I currently live in Southern California and am evaluating general contractors for a full bathroom remodel. I have found one general contractor who is licensed with the Contractor State Licensing Board (CSLB) and has very favorable reviews on Angie's List. I've met him in person and have a good impression, and believe he is offering a thorough and competitively priced bid.

I've hit a red flag that's kept me from hiring him. He does have an active CLSB license, general liability insurance ($1mil policy), and contractor's bond for $12,500. What caught my attention is on the CSLB, it shows he does not have a worker's compensation policy because he is labeled as 'exempt' (meaning he has no employees which would require a policy).

I asked the contractor about this and he said his 'workers' are covered with medical insurance. He used the term 'workers' but did not clarify if they were 'employees' or sub-contractors. I told him the workers compensation is a sticking point for me because I have family working in the field of civil law (court reporters) and they have seen many instances of workers comp. cases hitting the homeowner. He mentioned something along the lines of the contract that we'd sign would release me (the homeowner) of any liabilities.

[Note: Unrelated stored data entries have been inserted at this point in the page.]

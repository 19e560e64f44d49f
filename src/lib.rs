//! Colorbet - round lifecycle engine for a color/number betting game
//!
//! A fixed-cadence clock opens and closes betting rounds, draws an outcome
//! from 0-9 (mapped to a color and a size), and settles every wager of the
//! closed round against it in a single atomic store commit. Bet placement is
//! safe under concurrent callers; notifications are best effort.

pub mod config;
pub mod engine;
pub mod errors;
pub mod games;
pub mod metrics;
pub mod notifications;
pub mod storage;

pub use config::{ConfigBuilder, ConfigLoader, GameConfig};
pub use engine::{EngineHandle, GameEngine};
pub use errors::{BetError, ColorbetError, ColorbetResult, SettlementError, StorageError};
pub use games::{
    Bet, BetSelection, Color, Outcome, Phase, RoundClock, RoundSnapshot, RoundState, SettlementRecord, Size,
    TickReport,
};
pub use notifications::{ChannelNotifier, GameEvent, NotificationSink};
pub use storage::{open_store, MemoryStore, Store};
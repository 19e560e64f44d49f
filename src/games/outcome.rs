//! Outcome generation
//!
//! `UniformOutcomeGenerator` is the engine's contract: every number 0–9 is
//! equally likely and rounds are independent. `MinimizePayoutGenerator` is an
//! optional extension that must be selected explicitly in configuration.

use crate::config::{OutcomeConfig, OutcomeStrategy};
use crate::games::settlement::PayoutTable;
use crate::games::types::{color_of, size_of, Bet, Outcome, RoundId};
use chrono::Utc;
use rand::rngs::StdRng;
use rand::seq::SliceRandom;
use rand::{Rng, SeedableRng};
use std::sync::{Arc, Mutex};

pub trait OutcomeGenerator: Send + Sync {
    /// Draw the outcome for `round_id`. `bets` are the round's wagers;
    /// strategies are free to ignore them.
    fn generate(&self, round_id: RoundId, bets: &[Bet]) -> Outcome;

    fn name(&self) -> &'static str;
}

fn seeded_rng(seed: Option<u64>) -> Mutex<StdRng> {
    Mutex::new(match seed {
        Some(seed) => StdRng::seed_from_u64(seed),
        None => StdRng::from_entropy(),
    })
}

fn outcome_for(round_id: RoundId, number: u8) -> Outcome {
    let number = number % 10;
    Outcome {
        round_id,
        number,
        color: color_of(number),
        size: size_of(number),
        drawn_at: Utc::now(),
    }
}

/// Uniform draw over 0..=9
pub struct UniformOutcomeGenerator {
    rng: Mutex<StdRng>,
}

impl UniformOutcomeGenerator {
    pub fn new(seed: Option<u64>) -> Self {
        Self { rng: seeded_rng(seed) }
    }
}

impl Default for UniformOutcomeGenerator {
    fn default() -> Self {
        Self::new(None)
    }
}

impl OutcomeGenerator for UniformOutcomeGenerator {
    fn generate(&self, round_id: RoundId, _bets: &[Bet]) -> Outcome {
        let number = {
            let mut rng = self.rng.lock().unwrap_or_else(|poisoned| poisoned.into_inner());
            rng.gen_range(0..10u8)
        };
        outcome_for(round_id, number)
    }

    fn name(&self) -> &'static str {
        "uniform"
    }
}

/// Extension strategy: draws uniformly among the numbers whose gross
/// liability against the round's bets is lowest. Not the default.
pub struct MinimizePayoutGenerator {
    payouts: PayoutTable,
    rng: Mutex<StdRng>,
}

impl MinimizePayoutGenerator {
    pub fn new(payouts: PayoutTable, seed: Option<u64>) -> Self {
        Self {
            payouts,
            rng: seeded_rng(seed),
        }
    }

    /// Gross amount the house would pay out for each possible number
    pub fn liabilities(&self, round_id: RoundId, bets: &[Bet]) -> [u128; 10] {
        let mut liabilities = [0u128; 10];
        for (number, liability) in liabilities.iter_mut().enumerate() {
            let outcome = outcome_for(round_id, number as u8);
            *liability = bets
                .iter()
                .filter(|bet| bet.selection.wins(&outcome))
                .map(|bet| self.payouts.gross(bet))
                .sum();
        }
        liabilities
    }
}

impl OutcomeGenerator for MinimizePayoutGenerator {
    fn generate(&self, round_id: RoundId, bets: &[Bet]) -> Outcome {
        let liabilities = self.liabilities(round_id, bets);
        let lowest = liabilities.iter().copied().min().unwrap_or(0);
        let candidates: Vec<u8> = (0..10u8)
            .filter(|n| liabilities[*n as usize] == lowest)
            .collect();

        let number = {
            let mut rng = self.rng.lock().unwrap_or_else(|poisoned| poisoned.into_inner());
            candidates.choose(&mut *rng).copied().unwrap_or(0)
        };
        outcome_for(round_id, number)
    }

    fn name(&self) -> &'static str {
        "minimize_payout"
    }
}

/// Build the generator selected in configuration
pub fn generator_from_config(config: &OutcomeConfig, payouts: PayoutTable) -> Arc<dyn OutcomeGenerator> {
    match config.strategy {
        OutcomeStrategy::Uniform => Arc::new(UniformOutcomeGenerator::new(config.seed)),
        OutcomeStrategy::MinimizePayout => Arc::new(MinimizePayoutGenerator::new(payouts, config.seed)),
    }
}

#[cfg(test)]
mod tests {
    use super::*;
    use crate::config::PayoutConfig;
    use crate::games::types::{BetSelection, Color, Size};

    #[test]
    fn test_uniform_covers_all_digits() {
        let generator = UniformOutcomeGenerator::new(Some(7));
        let mut counts = [0u32; 10];
        for round_id in 0..10_000 {
            let outcome = generator.generate(round_id, &[]);
            assert_eq!(outcome.round_id, round_id);
            counts[outcome.number as usize] += 1;
        }

        // Expected 1000 per digit; a fair draw stays well inside this band
        for count in counts {
            assert!((850..=1150).contains(&count), "skewed counts: {:?}", counts);
        }
    }

    #[test]
    fn test_seeded_generators_repeat() {
        let a = UniformOutcomeGenerator::new(Some(99));
        let b = UniformOutcomeGenerator::new(Some(99));
        let left: Vec<u8> = (0..50).map(|r| a.generate(r, &[]).number).collect();
        let right: Vec<u8> = (0..50).map(|r| b.generate(r, &[]).number).collect();
        assert_eq!(left, right);
    }

    #[test]
    fn test_outcomes_are_internally_consistent() {
        let generator = UniformOutcomeGenerator::new(None);
        for round_id in 0..200 {
            let outcome = generator.generate(round_id, &[]);
            let expected = Outcome::from_number(round_id, outcome.number).unwrap();
            assert_eq!(outcome.color, expected.color);
            assert_eq!(outcome.size, expected.size);
        }
    }

    #[test]
    fn test_minimize_payout_avoids_heavy_numbers() {
        let generator = MinimizePayoutGenerator::new(PayoutTable::from(&PayoutConfig::default()), Some(1));
        let bets = vec![
            Bet::new("a".to_string(), 1, BetSelection::Color(Color::Red), 10_000),
            Bet::new("b".to_string(), 1, BetSelection::Size(Size::Big), 10_000),
            Bet::new("c".to_string(), 1, BetSelection::Color(Color::Green), 10_000),
        ];

        // Only purple-small (0) carries no liability
        for _ in 0..20 {
            assert_eq!(generator.generate(1, &bets).number, 0);
        }
    }

    #[test]
    fn test_minimize_payout_liabilities() {
        let generator = MinimizePayoutGenerator::new(PayoutTable::from(&PayoutConfig::default()), None);
        let bets = vec![Bet::new("a".to_string(), 1, BetSelection::Number(7), 100)];

        let liabilities = generator.liabilities(1, &bets);
        assert_eq!(liabilities[7], 900);
        assert_eq!(liabilities.iter().sum::<u128>(), 900);
    }

    #[test]
    fn test_generator_from_config() {
        let payouts = PayoutTable::from(&PayoutConfig::default());
        let uniform = generator_from_config(&OutcomeConfig::default(), payouts);
        assert_eq!(uniform.name(), "uniform");

        let config = OutcomeConfig {
            strategy: OutcomeStrategy::MinimizePayout,
            seed: Some(3),
        };
        assert_eq!(generator_from_config(&config, payouts).name(), "minimize_payout");
    }
}
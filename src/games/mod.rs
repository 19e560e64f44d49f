pub mod clock;
pub mod ledger;
pub mod outcome;
pub mod settlement;
pub mod types;

pub use clock::{DrawnRound, RoundClock, RoundState, TickReport};
pub use ledger::{BetLedger, BettingWindow, PlacedBet};
pub use outcome::{generator_from_config, MinimizePayoutGenerator, OutcomeGenerator, UniformOutcomeGenerator};
pub use settlement::{PayoutTable, SettlementEngine, SettlementOutcome, SettlementSummary};
pub use types::*;
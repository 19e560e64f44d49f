//! Round clock
//!
//! Drives the `Open -> Locked -> Settled -> Open` cycle on a fixed cadence.
//! The round state is a plain value owned by whoever drives the clock: `tick`
//! takes it and hands back the next one, so there is no shared round global.
//!
//! A round that fails to settle stays `Locked` with its drained bets and drawn
//! outcome parked in the state. The next tick retries with exactly the same
//! inputs, and the store refuses a second commit for the round, so retries
//! can neither lose nor duplicate a payout. Bets drained from a round whose
//! outcome already exists are refunded instead of paid.

use crate::config::RoundConfig;
use crate::errors::{ClockDrift, SettlementError};
use crate::games::ledger::BetLedger;
use crate::games::outcome::OutcomeGenerator;
use crate::games::settlement::{SettlementEngine, SettlementOutcome, SettlementSummary};
use crate::games::types::{Bet, Outcome, Phase, RoundId, RoundSnapshot};
use crate::metrics::EngineMetrics;
use crate::notifications::{GameEvent, NotificationSink};
use std::sync::atomic::{AtomicBool, Ordering};
use std::sync::Arc;
use tokio::sync::watch;
use tokio::time::{interval, Instant, MissedTickBehavior};
use tracing::{debug, info, warn};

/// Inputs of a locked round, kept for retries
#[derive(Debug, Clone, PartialEq, Eq)]
pub struct DrawnRound {
    pub bets: Vec<Bet>,
    pub outcome: Outcome,
}

#[derive(Debug, Clone, PartialEq, Eq)]
pub struct RoundState {
    pub round_id: RoundId,
    pub phase: Phase,
    pub countdown: u32,
    pending: Option<DrawnRound>,
}

impl RoundState {
    pub fn new(round_id: RoundId, round_duration_secs: u32) -> Self {
        Self {
            round_id,
            phase: Phase::Open,
            countdown: round_duration_secs,
            pending: None,
        }
    }

    pub fn snapshot(&self) -> RoundSnapshot {
        RoundSnapshot {
            round_id: self.round_id,
            phase: self.phase,
            countdown: self.countdown,
        }
    }

    /// Drawn inputs of a round whose settlement is being retried
    pub fn pending(&self) -> Option<&DrawnRound> {
        self.pending.as_ref()
    }
}

/// What a single tick did
#[derive(Debug, Clone, PartialEq, Eq)]
pub enum TickReport {
    Counting { round_id: RoundId, countdown: u32 },
    Settled(SettlementSummary),
    /// The round already had an outcome record; the clock moved on without paying
    Duplicate { round_id: RoundId },
    /// Settlement failed; the round stays locked and is retried next tick
    Deferred(SettlementError),
}

pub struct RoundClock {
    ledger: Arc<BetLedger>,
    generator: Arc<dyn OutcomeGenerator>,
    settlement: Arc<SettlementEngine>,
    notifier: Arc<dyn NotificationSink>,
    config: RoundConfig,
    snapshot: watch::Sender<RoundSnapshot>,
    metrics: Arc<EngineMetrics>,
}

impl RoundClock {
    pub fn new(
        ledger: Arc<BetLedger>,
        generator: Arc<dyn OutcomeGenerator>,
        settlement: Arc<SettlementEngine>,
        notifier: Arc<dyn NotificationSink>,
        config: RoundConfig,
        initial: RoundSnapshot,
        metrics: Arc<EngineMetrics>,
    ) -> Self {
        let (snapshot, _rx) = watch::channel(initial);
        Self {
            ledger,
            generator,
            settlement,
            notifier,
            config,
            snapshot,
            metrics,
        }
    }

    pub fn subscribe(&self) -> watch::Receiver<RoundSnapshot> {
        self.snapshot.subscribe()
    }

    pub fn snapshot(&self) -> RoundSnapshot {
        *self.snapshot.borrow()
    }

    /// Advance the clock by one tick.
    ///
    /// Ticks must be issued serially by a single driver.
    pub async fn tick(&self, mut state: RoundState) -> (RoundState, TickReport) {
        if state.phase == Phase::Open {
            state.countdown = state.countdown.saturating_sub(1);
            if state.countdown > 0 {
                let report = TickReport::Counting {
                    round_id: state.round_id,
                    countdown: state.countdown,
                };
                self.publish(&state);
                return (state, report);
            }

            state.phase = Phase::Locked;
            self.ledger.window().close(state.round_id).await;
            info!("Round {} locked", state.round_id);
        }

        let report = self.settle_locked(&mut state).await;
        self.publish(&state);
        (state, report)
    }

    async fn settle_locked(&self, state: &mut RoundState) -> TickReport {
        let round_id = state.round_id;

        let drawn = match state.pending.take() {
            Some(drawn) => {
                debug!("Retrying settlement of round {}", round_id);
                drawn
            }
            None => match self.ledger.drain_round(round_id).await {
                Ok(bets) => {
                    let outcome = self.generator.generate(round_id, &bets);
                    debug!(
                        "Round {} drew {} with {} ({} bets)",
                        round_id,
                        outcome.number,
                        self.generator.name(),
                        bets.len()
                    );
                    DrawnRound { bets, outcome }
                }
                Err(source) => return self.defer(SettlementError::StorageUnavailable { round_id, source }),
            },
        };

        match self.settlement.settle(round_id, &drawn.bets, &drawn.outcome).await {
            Ok(SettlementOutcome::Settled(summary)) => {
                self.open_next(state).await;
                TickReport::Settled(summary)
            }
            Ok(SettlementOutcome::AlreadySettled { round_id }) => {
                if !drawn.bets.is_empty() {
                    warn!(
                        "Round {} was already settled; refunding {} drained bets",
                        round_id,
                        drawn.bets.len()
                    );
                    if let Err((remaining, source)) = self.ledger.refund_bets(drawn.bets).await {
                        state.pending = Some(DrawnRound {
                            bets: remaining,
                            outcome: drawn.outcome,
                        });
                        return self.defer(SettlementError::StorageUnavailable { round_id, source });
                    }
                }
                self.open_next(state).await;
                TickReport::Duplicate { round_id }
            }
            Err(error) => {
                state.pending = Some(drawn);
                self.defer(error)
            }
        }
    }

    fn defer(&self, error: SettlementError) -> TickReport {
        self.metrics.record_settlement_failure();
        warn!("{}; round stays locked, retrying next tick", error);
        TickReport::Deferred(error)
    }

    async fn open_next(&self, state: &mut RoundState) {
        state.phase = Phase::Settled;
        self.publish(state);
        *state = RoundState::new(state.round_id + 1, self.config.round_duration_secs);
        self.ledger.window().open(state.round_id).await;
        info!("Round {} open for {}s", state.round_id, state.countdown);
    }

    fn publish(&self, state: &RoundState) {
        self.snapshot.send_replace(state.snapshot());
        self.notifier.broadcast(GameEvent::TimerUpdate {
            round_id: state.round_id,
            countdown: state.countdown,
            phase: state.phase,
        });
    }

    /// Tick on the configured cadence until `running` is cleared.
    /// Returns the state as of the last completed tick.
    pub async fn run(self: Arc<Self>, mut state: RoundState, running: Arc<AtomicBool>) -> RoundState {
        let period = self.config.tick_interval();
        let tolerance = self.config.drift_tolerance();

        let mut ticker = interval(period);
        ticker.set_missed_tick_behavior(MissedTickBehavior::Delay);
        // First tick completes immediately
        ticker.tick().await;
        let mut last = Instant::now();

        info!(
            "Round clock started at round {} ({}ms ticks)",
            state.round_id, self.config.tick_interval_ms
        );

        while running.load(Ordering::SeqCst) {
            ticker.tick().await;
            if !running.load(Ordering::SeqCst) {
                break;
            }

            let now = Instant::now();
            let actual = now.duration_since(last);
            last = now;
            if actual > period + tolerance {
                self.metrics.record_clock_drift();
                warn!(
                    "{}",
                    ClockDrift {
                        expected: period,
                        actual,
                    }
                );
            }

            let (next, _report) = self.tick(state).await;
            state = next;
        }

        info!("Round clock stopped at round {}", state.round_id);
        state
    }
}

I am really unfamiliar with workers compensation laws and more specifically the relationship between the homeowner, the general contractor, employees of the general contractor, or sub-contractors of the general contractor. Everything else looks to be in-line, I just don't know if I am paranoid about the matter, or if I am right in being worried about liability.

Does anyone have any experience with this topic or could provide some context for the matter?

Thanks.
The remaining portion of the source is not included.